Simple Machines Community Forum

SMF Support => SMF 2.1.x Support => Topic started by: Arskrigitsioniets on December 24, 2023, 03:47:25 AM

Title: Any way to make pages of non-existing boards 404?
Post by: Arskrigitsioniets on December 24, 2023, 03:47:25 AM
Yandex Webmaster sent me a diagnostic alert about many pages on my forum don't have 404 respond, for example pages of non-existing boards return 200ok. They say that it can negatively affect page indexing and search results.

Is there any way to solve this? I found this mod https://custom.simplemachines.org/index.php?mod=3969, but it looks outdated.
Title: Re: Any way to make pages of non-existing boards 404?
Post by: Bugo on December 24, 2023, 04:22:43 AM
https://custom.simplemachines.org/index.php?mod=2659

Title: Re: Any way to make pages of non-existing boards 404?
Post by: Arskrigitsioniets on December 24, 2023, 09:59:11 AM
Quote from: Bugo on December 24, 2023, 04:22:43 AMhttps://custom.simplemachines.org/index.php?mod=2659


Cool, thanks!
Title: Re: Any way to make pages of non-existing boards 404?
Post by: Arantor on December 24, 2023, 11:32:19 AM
Weird, SMF 2.1 out of the box already sends a 40x code for missing topic and missing board.
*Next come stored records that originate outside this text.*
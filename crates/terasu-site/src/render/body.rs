//! Portable Text to HTML.
//!
//! Blocks render one at a time, except consecutive list items, which are
//! grouped into `<ul>`/`<ol>` trees by their `level`. Unknown block types
//! and blocks that can't be rendered (an image without an asset, a table
//! without rows, an embed without a usable URL) produce no output.

use maud::{Markup, html};
use terasu_core::ImageUrlBuilder;
use terasu_core::ImageRef;
use terasu_core::portable_text::{
    Block, Embed, EmbedBlock, Heading, Span, TableBlock, TextBlock, classify_embed, heading_id,
    parse_table,
};

use super::toc;

/// Body image size.
const IMAGE_WIDTH: u32 = 800;
const IMAGE_HEIGHT: u32 = 600;

/// Render a post body. With `inline_toc`, the table of contents is placed
/// right before the first `h2`.
pub fn render_body(
    blocks: &[Block],
    images: &ImageUrlBuilder,
    inline_toc: Option<&[Heading]>,
) -> Markup {
    let mut toc_pending = inline_toc.filter(|h| !h.is_empty());
    let mut parts = Vec::with_capacity(blocks.len());
    let mut i = 0;

    while i < blocks.len() {
        let block = &blocks[i];
        i += 1;
        let part = match block {
            Block::Text(text) if text.list_item.is_some() => {
                let run = list_run(&blocks[i - 1..]);
                i += run.len() - 1;
                render_list(&run)
            }
            Block::Text(text) => {
                let toc = match toc_pending {
                    Some(headings) if text.heading_level() == Some(2) => {
                        toc_pending = None;
                        Some(toc::inline(headings))
                    }
                    _ => None,
                };
                html! {
                    @if let Some(toc) = toc { (toc) }
                    (render_text_block(text))
                }
            }
            Block::Image(image) => render_image(image, images),
            Block::Table(table) => render_table(table),
            Block::Embed(embed) => render_embed(embed),
            Block::Unknown => {
                tracing::debug!("Skipping unknown body block at index {}", i - 1);
                continue;
            }
        };
        parts.push(part);
    }

    html! {
        @for part in parts { (part) }
    }
}

/// The consecutive list items at the start of `blocks`.
fn list_run(blocks: &[Block]) -> Vec<&TextBlock> {
    blocks
        .iter()
        .map_while(|b| match b {
            Block::Text(t) if t.list_item.is_some() => Some(t),
            _ => None,
        })
        .collect()
}

struct ListNode<'a> {
    item: &'a TextBlock,
    children: Vec<&'a TextBlock>,
}

/// Renders a run of list items as (possibly nested) lists.
fn render_list(items: &[&TextBlock]) -> Markup {
    let level = items.iter().map(|b| b.list_level()).min().unwrap_or(1);
    render_list_level(items, level)
}

fn render_list_level(items: &[&TextBlock], level: u32) -> Markup {
    // Split into sibling groups of the same list kind; deeper items nest
    // under the preceding sibling.
    let mut groups: Vec<(bool, Vec<ListNode<'_>>)> = Vec::new();
    let mut i = 0;
    while i < items.len() {
        let item = items[i];
        let mut j = i + 1;
        while j < items.len() && items[j].list_level() > level {
            j += 1;
        }
        let node = ListNode {
            item,
            children: items[i + 1..j].to_vec(),
        };
        let ordered = item.list_item.is_some_and(|k| k.is_ordered());
        match groups.last_mut() {
            Some((kind, nodes)) if *kind == ordered => nodes.push(node),
            _ => groups.push((ordered, vec![node])),
        }
        i = j;
    }

    html! {
        @for (ordered, nodes) in &groups {
            @if *ordered {
                ol { @for node in nodes { (render_list_item(node, level)) } }
            } @else {
                ul { @for node in nodes { (render_list_item(node, level)) } }
            }
        }
    }
}

fn render_list_item(node: &ListNode<'_>, level: u32) -> Markup {
    html! {
        li {
            (render_spans(node.item))
            @if !node.children.is_empty() {
                (render_list_level(&node.children, level + 1))
            }
        }
    }
}

fn render_text_block(block: &TextBlock) -> Markup {
    let content = render_spans(block);
    match block.style() {
        "h1" => html! { h1 id=(heading_id(block)) { (content) } },
        "h2" => html! { h2 id=(heading_id(block)) { (content) } },
        "h3" => html! { h3 id=(heading_id(block)) { (content) } },
        "h4" => html! { h4 id=(heading_id(block)) { (content) } },
        "blockquote" => html! { blockquote { (content) } },
        _ => html! { p { (content) } },
    }
}

fn render_spans(block: &TextBlock) -> Markup {
    html! {
        @for span in &block.children {
            (render_span(span, block))
        }
    }
}

/// A span's text wrapped in its marks, first mark outermost.
fn render_span(span: &Span, block: &TextBlock) -> Markup {
    let text = html! {
        @for (n, line) in span.text.split('\n').enumerate() {
            @if n > 0 { br; }
            (line)
        }
    };
    span.marks
        .iter()
        .rev()
        .fold(text, |inner, mark| apply_mark(mark, inner, block))
}

fn apply_mark(mark: &str, inner: Markup, block: &TextBlock) -> Markup {
    match mark {
        "strong" => html! { strong { (inner) } },
        "em" => html! { em { (inner) } },
        "code" => html! { code { (inner) } },
        "underline" => html! { u { (inner) } },
        "strike-through" => html! { s { (inner) } },
        key => match block.mark_def(key) {
            Some(def) if def.kind == "link" => link(def.href.as_deref(), inner),
            _ => inner,
        },
    }
}

fn is_allowed_href(href: &str) -> bool {
    href.starts_with('/')
        || href.starts_with('#')
        || ["https://", "http://", "mailto:", "tel:"]
            .iter()
            .any(|scheme| href.starts_with(scheme))
}

/// Links leaving the site get `rel="noreferrer noopener"`.
fn link(href: Option<&str>, inner: Markup) -> Markup {
    let Some(href) = href.map(str::trim).filter(|h| is_allowed_href(h)) else {
        return inner;
    };
    if href.starts_with('/') {
        html! { a href=(href) { (inner) } }
    } else {
        html! { a href=(href) rel="noreferrer noopener" { (inner) } }
    }
}

fn render_image(image: &ImageRef, images: &ImageUrlBuilder) -> Markup {
    let Some(url) = images.url(image, IMAGE_WIDTH, IMAGE_HEIGHT) else {
        return html! {};
    };
    let alt = image.alt.as_deref().unwrap_or_default();
    let caption = image
        .caption
        .as_deref()
        .or(image.alt.as_deref())
        .filter(|c| !c.trim().is_empty());
    html! {
        figure {
            img src=(url) alt=(alt) width=(IMAGE_WIDTH) height=(IMAGE_HEIGHT) loading="lazy";
            @if let Some(caption) = caption {
                figcaption { (caption) }
            }
        }
    }
}

fn render_table(block: &TableBlock) -> Markup {
    let Some(table) = block.csv_input.as_deref().and_then(parse_table) else {
        return html! {};
    };
    html! {
        div class="table-wrap" {
            @if let Some(title) = &block.title {
                p class="table-title" { (title) }
            }
            table {
                thead {
                    tr { @for cell in &table.headers { th { (cell) } } }
                }
                @if !table.rows.is_empty() {
                    tbody {
                        @for row in &table.rows {
                            tr { @for cell in row { td { (cell) } } }
                        }
                    }
                }
            }
            @if let Some(caption) = &block.caption {
                p class="table-caption" { (caption) }
            }
        }
    }
}

fn render_embed(block: &EmbedBlock) -> Markup {
    let Some(embed) = block.url.as_deref().and_then(classify_embed) else {
        tracing::debug!(url = ?block.url, "Skipping embed without a usable URL");
        return html! {};
    };
    let title = block.title.as_deref().unwrap_or(embed.provider().label());
    match embed {
        Embed::Frame { src, .. } => html! {
            div class="embed" {
                iframe src=(src) title=(title) loading="lazy"
                    allow="autoplay; encrypted-media; fullscreen; picture-in-picture"
                    allowfullscreen referrerpolicy="strict-origin-when-cross-origin" {}
            }
        },
        Embed::LinkCard { provider, href } => html! {
            a class="embed-card" href=(href) target="_blank" rel="noreferrer noopener" {
                span class="embed-card-provider" { (provider.label()) }
                span { (block.title.as_deref().unwrap_or("外部コンテンツを開く")) }
                span class="embed-card-url" { (href) }
            }
        },
    }
}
Though it sends a 403 not a 404 to avoid information leakage.
Title: Re: Any way to make pages of non-existing boards 404?
Post by: Arskrigitsioniets on December 24, 2023, 01:33:15 PM
Quote from: Arantor on December 24, 2023, 11:32:19 AMWeird, SMF 2.1 out of the box already sends a 40x code for missing topic and missing board. Though it sends a 403 not a 404 to avoid information leakage.
I don't know, but my SMF 2.1.4 doesn't do it for pages like https://example.com/index.php?topic=non-exising-topic-numbers. Maybe the Russian localization is the source of the problem, as I understand these titles come from there.
Title: Re: Any way to make pages of non-existing boards 404?
Post by: Arantor on December 24, 2023, 01:44:01 PM
I tested it before replying originally, feeding a non-existing board number or topic number produces a 403 error (despite what the page might look like, that's literally the error code being sent back by the server which is what the spiders should be looking at).

I was there when that change was made in 2.1 (because 2.0 didn't do that). Can't vouch for whatever mods you might have though.
Title: Re: Any way to make pages of non-existing boards 404?
Post by: Arskrigitsioniets on December 24, 2023, 01:45:38 PM
UPD: I checked, the problem is not in the Russian locale. Even this very forum doesn't have 404/403, check this page for example: https://www.simplemachines.org/community/index.php?board=24004.0 I don't see 403/404 in the source code, maybe I miss something?
Title: Re: Any way to make pages of non-existing boards 404?
Post by: Arantor on December 24, 2023, 01:48:24 PM
Yes, you're missing something - it's nothing to do with the *content( of the page, but the information sent alongside it in the headers.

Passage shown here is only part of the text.